For my purposes, I'm looking to write a single code snippet and then generate sample code in a variety of languages. Right now I'm targeting Ruby, Python, Go, Java, Node, C#, PHP, C++, C and Swift. At a minimum, I need support for:

Importing modules
Control flow (if, else, while, for, etc.)
Lists and maps
Calling functions and methods

I don't have a functional language in my list. I'm not sure how you'd translate a code example written in an imperative language to one in a functional language.

Approaches

These are some of the approaches I thought through.

Templates

The first idea that came to mind was templates. Apparently this is how most code generators work. Note that when I say "code generator" here, I'm not talking about machine code. Instead, I'm talking about projects like swagger or gRPC. They take some input and generate a large amount of source code.

I think templates work for these projects because the input is constrained.

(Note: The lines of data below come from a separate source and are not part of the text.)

// Signature and Range Proof Tests
// Ring signatures, MLSAG input signatures and bulletproof range limits.

use curve25519_dalek::scalar::Scalar;
use ctcwallet::{
    bulletproof,
    crypto::{self, Key, SecretKey},
    envelope, keys, mlsag,
    rct::CtKey,
    ringsig::{self, CryptoNoteRing, KeyImage, RingSignatureScheme},
};

fn k(hex: &str) -> Key {
    crypto::key_from_hex(hex).expect("valid hex key")
}

#[test]
fn test_ring_signature_vector() {
    println!("🧪 Testing single-member ring signature against a known key...");
    let hash = k("2c2516a09841352ca35aab502a33cb544dd603634419d10767b844d57f0d570f");
    let image = KeyImage(k("9797bc0f8df768f44ea13e18c0335f821a215cf971909f2e16eb3c27f79e2d1e"));
    let public = k("a848fa34a9eb4f3e03e195ee02dd9bd3aa29c21562d5e4cd24ed85223c32ff7b");
    let secret = SecretKey::from_bytes(k("95898948acd114cb712a6e4c7a2bdd91cb9b9e3690380acf8a8b1e5f9b73960d"));

    assert_eq!(keys::generate_key_image(&public, &secret), image.0);
    let sig = ringsig::generate_ring_signature(&hash, &image, &[public], &secret, 0).expect("sign");
    assert!(ringsig::check_ring_signature(&hash, &image, &[public], &sig));
    println!("  ✅ Signature verifies");

    // : any other message fails
    let mut other = hash;
    other[0] ^= 1;
    assert!(!ringsig::check_ring_signature(&other, &image, &[public], &sig));

    // : a signature under the wrong image fails
    let wrong = KeyImage(keys::generate_key_image(&public, &SecretKey::random()));
    assert!(!ringsig::check_ring_signature(&hash, &wrong, &[public], &sig));
    println!("  ✅ Forgeries rejected");
}

#[test]
fn test_ring_signature_with_decoys() {
    println!("🧪 Testing ring signatures over a ring of five...");
    let secret = SecretKey::random();
    let mut ring: Vec<Key> = (0..5).map(|_| SecretKey::random().public_key()).collect();
    ring[2] = secret.public_key();
    let message = crypto::keccak256(b"ring message");

    let scheme = CryptoNoteRing;
    let (sig, image) = scheme.sign(&message, &ring, &secret, 2).expect("sign");
    assert!(scheme.verify(&message, &ring, &sig, &image));
    assert!(!scheme.verify(&message, &ring[..4], &sig[..4].to_vec(), &image));
    assert!(scheme.sign(&message, &ring, &secret, 9).is_err());
    println!("  ✅ Five-member ring verifies, truncated ring does not");
}

#[test]
fn test_mlsag_simple_input() {
    println!("🧪 Testing MLSAG over a ring with commitments...");
    let message = crypto::keccak256(b"pre-mlsag hash");
    let amount = 5_000u64;

    let secret = SecretKey::random();
    let in_mask = crypto::random_scalar();
    let real = CtKey { dest: secret.public_key(), mask: crypto::gen_c(&in_mask.to_bytes(), amount) };
    let mut ring: Vec<CtKey> = (0..4)
        .map(|i| CtKey {
            dest: SecretKey::random().public_key(),
            mask: crypto::gen_c(&crypto::random_scalar().to_bytes(), 100 + i),
        })
        .collect();
    ring.insert(1, real);

    let pseudo_mask = crypto::random_scalar();
    let pseudo_out = crypto::compress(&crypto::commit(&pseudo_mask, &Scalar::from(amount)));
    let sig = mlsag::prove_rct_mg_simple(&message, &ring, &secret, &in_mask, &pseudo_mask, &pseudo_out, 1)
        .expect("sign");
    assert_eq!(sig.ii, vec![keys::generate_key_image(&real.dest, &secret)]);
    assert!(mlsag::ver_rct_mg_simple(&message, &sig, &ring, &pseudo_out));
    println!("  ✅ Input signature verifies and links to the key image");

    // : a pseudo output committing to another amount breaks the balance row
    let inflated = crypto::compress(&crypto::commit(&pseudo_mask, &Scalar::from(amount + 1)));
    assert!(!mlsag::ver_rct_mg_simple(&message, &sig, &ring, &inflated));
    let mut moved = ring.clone();
    moved.swap(0, 1);
    assert!(!mlsag::ver_rct_mg_simple(&message, &sig, &moved, &pseudo_out));
    println!("  ✅ Tampered rings rejected");
}

fn amount_key(v: u128) -> Key {
    let mut k = [0u8; 32];
    k[..16].copy_from_slice(&v.to_le_bytes());
    k
}

#[test]
fn test_bulletproof_range_limits() {
    println!("🧪 Testing bulletproof range boundaries...");
    let mask = || vec![crypto::random_scalar()];

    let ok = bulletproof::prove(&[envelope::amount_to_key(1_000_000_000_000_000_000)], &mask(), 64).expect("prove");
    assert_eq!(bulletproof::proof_bits(&ok), Some(64));
    assert!(bulletproof::verify(&[&ok]));
    println!("  ✅ 1e18 proves in 64 bits");

    let over = bulletproof::prove(&[amount_key(1u128 << 64)], &mask(), 64).expect("prove");
    assert!(!bulletproof::verify(&[&over]), "2^64 is out of the 64-bit range");

    let max128 = bulletproof::prove(&[amount_key(u128::MAX)], &mask(), 128).expect("prove");
    assert_eq!(bulletproof::proof_bits(&max128), Some(128));
    assert!(bulletproof::verify(&[&max128]));

    let mut two_128 = [0u8; 32];
    two_128[16] = 1;
    let over128 = bulletproof::prove(&[two_128], &mask(), 128).expect("prove");
    assert!(!bulletproof::verify(&[&over128]), "2^128 is out of the 128-bit range");
    println!("  ✅ 128-bit range is [0, 2^128)");

    // : one bad proof fails the whole batch
    assert!(bulletproof::verify(&[&ok, &max128]));
    assert!(!bulletproof::verify(&[&ok, &over]));
    assert!(bulletproof::prove(&[amount_key(1)], &mask(), 32).is_err());
}

#[test]
fn test_aggregated_bulletproof() {
    println!("🧪 Testing aggregated proofs over three outputs...");
    let amounts: Vec<Key> = [1u64, 2_000, u64::MAX].iter().map(|a| envelope::amount_to_key(*a)).collect();
    let masks: Vec<Scalar> = (0..3).map(|_| crypto::random_scalar()).collect();
    let bp = bulletproof::prove(&amounts, &masks, 64).expect("prove");
    assert_eq!(bp.v.len(), 3);
    assert_eq!(bp.l.len(), 8, "padded to four outputs: log2(4·64)");
    assert!(bulletproof::verify(&[&bp]));

    let mut tampered = bp.clone();
    tampered.v.swap(0, 1);
    assert!(!bulletproof::verify(&[&tampered]));
    println!("  ✅ Aggregated proof verifies");
}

For example, Swagger ingests a JSON document which describes an API. gRPC and protoc ingest .proto files. These inputs aren't turing-complete programming languages.

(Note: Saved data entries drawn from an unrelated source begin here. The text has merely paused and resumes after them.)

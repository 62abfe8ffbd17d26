//! Measurement snapshots polled from a speed-test engine.

use gauge_engine::math::clamp;

use crate::state::{Phase, SpeedtestState};

/// One phase's reading.
#[derive(Debug, Copy, Clone, PartialEq, Default)]
pub struct PhaseReading {
    /// Completion of the phase, nominally in `[0, 1]`.
    pub progress: f64,
    /// Latest magnitude: milliseconds for ping, Mbit/s otherwise.
    pub value: Option<f64>,
}

impl PhaseReading {
    pub fn new(progress: f64, value: Option<f64>) -> Self {
        Self { progress, value }
    }

    /// Progress clamped into `[0, 1]`; non-finite reads as 0.
    #[inline]
    pub fn progress_clamped(&self) -> f64 {
        if self.progress.is_finite() { clamp(self.progress, 0.0, 1.0) } else { 0.0 }
    }
}

/// Snapshot of a running test.
#[derive(Debug, Copy, Clone, PartialEq, Default)]
pub struct Measurement {
    pub state: SpeedtestState,
    pub ping: PhaseReading,
    pub download: PhaseReading,
    pub upload: PhaseReading,
}

impl Measurement {
    #[inline]
    pub fn reading(&self, phase: Phase) -> &PhaseReading {
        match phase {
            Phase::Ping => &self.ping,
            Phase::Download => &self.download,
            Phase::Upload => &self.upload,
        }
    }

    #[inline]
    pub fn reading_mut(&mut self, phase: Phase) -> &mut PhaseReading {
        match phase {
            Phase::Ping => &mut self.ping,
            Phase::Download => &mut self.download,
            Phase::Upload => &mut self.upload,
        }
    }

    /// Whole-test progress: each phase is an equal third.
    pub fn overall_progress(&self) -> f64 {
        match self.state {
            SpeedtestState::Idle => 0.0,
            SpeedtestState::Finished => 1.0,
            SpeedtestState::Aborted => {
                Phase::ALL.iter().map(|p| self.reading(*p).progress_clamped()).sum::<f64>() / 3.0
            }
            s => match s.phase() {
                Some(p) => (p.index() as f64 + self.reading(p).progress_clamped()) / 3.0,
                None => 0.0,
            },
        }
    }
}
/// Linear premultiplied RGBA color.
///
/// Invariant:
/// - `rgb` components are expected to be multiplied by `a` (premultiplied alpha).
///
/// Rationale:
/// - Correct blending with linear filtering (avoids fringes).
/// - Matches the premultiplied blend state of the path renderer.
#[derive(Debug, Copy, Clone, Default, PartialEq)]
pub struct Color {
    pub r: f32, // premultiplied
    pub g: f32, // premultiplied
    pub b: f32, // premultiplied
    pub a: f32,
}

impl Color {
    /// Default shadow color.
    pub const BLACK: Color = Color::from_premul(0.0, 0.0, 0.0, 1.0);
    pub const WHITE: Color = Color::from_premul(1.0, 1.0, 1.0, 1.0);

    #[inline]
    pub const fn transparent() -> Self {
        Self { r: 0.0, g: 0.0, b: 0.0, a: 0.0 }
    }

    /// Creates a premultiplied color from straight sRGB bytes (`0`–`255`).
    #[inline]
    pub fn from_srgb_u8(r: u8, g: u8, b: u8, a: u8) -> Self {
        Self::from_straight(r as f32 / 255.0, g as f32 / 255.0, b as f32 / 255.0, a as f32 / 255.0)
    }

    /// Creates a premultiplied color from a packed `0xRRGGBB` value, fully opaque.
    #[inline]
    pub fn from_rgb_hex(rgb: u32) -> Self {
        Self::from_srgb_u8((rgb >> 16) as u8, (rgb >> 8) as u8, rgb as u8, 255)
    }

    /// Creates a premultiplied color from premultiplied components.
    #[inline]
    pub const fn from_premul(r: f32, g: f32, b: f32, a: f32) -> Self {
        Self { r, g, b, a }
    }

    /// Creates a premultiplied color from straight alpha components.
    #[inline]
    pub fn from_straight(r: f32, g: f32, b: f32, a: f32) -> Self {
        let a = a.clamp(0.0, 1.0);
        Self {
            r: (r.clamp(0.0, 1.0)) * a,
            g: (g.clamp(0.0, 1.0)) * a,
            b: (b.clamp(0.0, 1.0)) * a,
            a,
        }
    }

    /// Returns a straight-alpha representation.
    ///
    /// For `a == 0`, RGB is returned as 0.
    #[inline]
    pub fn to_straight(self) -> (f32, f32, f32, f32) {
        if self.a <= 0.0 {
            (0.0, 0.0, 0.0, 0.0)
        } else {
            let inv = 1.0 / self.a;
            (self.r * inv, self.g * inv, self.b * inv, self.a)
        }
    }

    /// Component-wise interpolation in premultiplied space.
    #[inline]
    pub fn lerp(self, other: Color, t: f32) -> Color {
        let t = t.clamp(0.0, 1.0);
        Color {
            r: self.r + (other.r - self.r) * t,
            g: self.g + (other.g - self.g) * t,
            b: self.b + (other.b - self.b) * t,
            a: self.a + (other.a - self.a) * t,
        }
    }

    #[inline]
    pub fn to_array(self) -> [f32; 4] {
        [self.r, self.g, self.b, self.a]
    }

    #[inline]
    pub fn is_finite(self) -> bool {
        self.r.is_finite() && self.g.is_finite() && self.b.is_finite() && self.a.is_finite()
    }
}

#[cfg(test)]
mod tests {
    use super::*;

    #[test]
    fn straight_alpha_is_premultiplied() {
        let c = Color::from_straight(1.0, 0.5, 0.0, 0.5);
        assert_eq!(c, Color::from_premul(0.5, 0.25, 0.0, 0.5));
    }

    #[test]
    fn straight_round_trip() {
        let (r, g, b, a) = Color::from_straight(0.2, 0.4, 0.6, 0.8).to_straight();
        assert!((r - 0.2).abs() < 1e-6 && (g - 0.4).abs() < 1e-6 && (b - 0.6).abs() < 1e-6);
        assert_eq!(a, 0.8);
    }

    #[test]
    fn hex_unpacks_channels() {
        assert_eq!(Color::from_rgb_hex(0xFF0000), Color::from_premul(1.0, 0.0, 0.0, 1.0));
        assert_eq!(Color::from_rgb_hex(0x000000), Color::BLACK);
    }

    #[test]
    fn lerp_clamps_parameter() {
        let a = Color::BLACK;
        let b = Color::WHITE;
        assert_eq!(a.lerp(b, 2.0), b);
        assert_eq!(a.lerp(b, -1.0), a);
        assert_eq!(a.lerp(b, 0.5), Color::from_premul(0.5, 0.5, 0.5, 1.0));
    }
}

We're trying to translate one sample program into many languages.

A DSL

I thought, alright, let's build a DSL. However, most DSLs I've seen are glorified configuration languages. Ansible uses YAML to encode a psuedo-programming language. There are a million gems for creating DSLs in Ruby, but I don't think those are up for the task (would love to be proven wrong).

When writing code examples, we want to be able to use the full power of a turing-complete programming language, but one that has features that cleanly map to all languages we wish to support. This would be a "lowest-common denominator" language, one that can easily be correctly transpiled into many languages.

It wouldn't be a particularly powerful language, but it would allow you to write the basic code you'd need. You could then include macros (or some type of extensions) to generate specific code sections. An example would be initializing a gRPC client. Each language does it in a separate way, but you could abstract it behind a macro.

Use a subset of an existing language

Instead of creating a new language, use a subset of an existing language. For example, Go has a parser built into the standard library. I could write examples in a subset of Go (no goroutines, no type casting, etc.) and generate my code examples that way. The macros I mentioned above aren't super easy to implement, but I could just hardcode them into the "language".

Wrapping up

I'm not particularly happy with any of these ideas.

I can't be the first person to run into this issue. If you've solved this problem (no matter the context) I'd love to hear how you did it.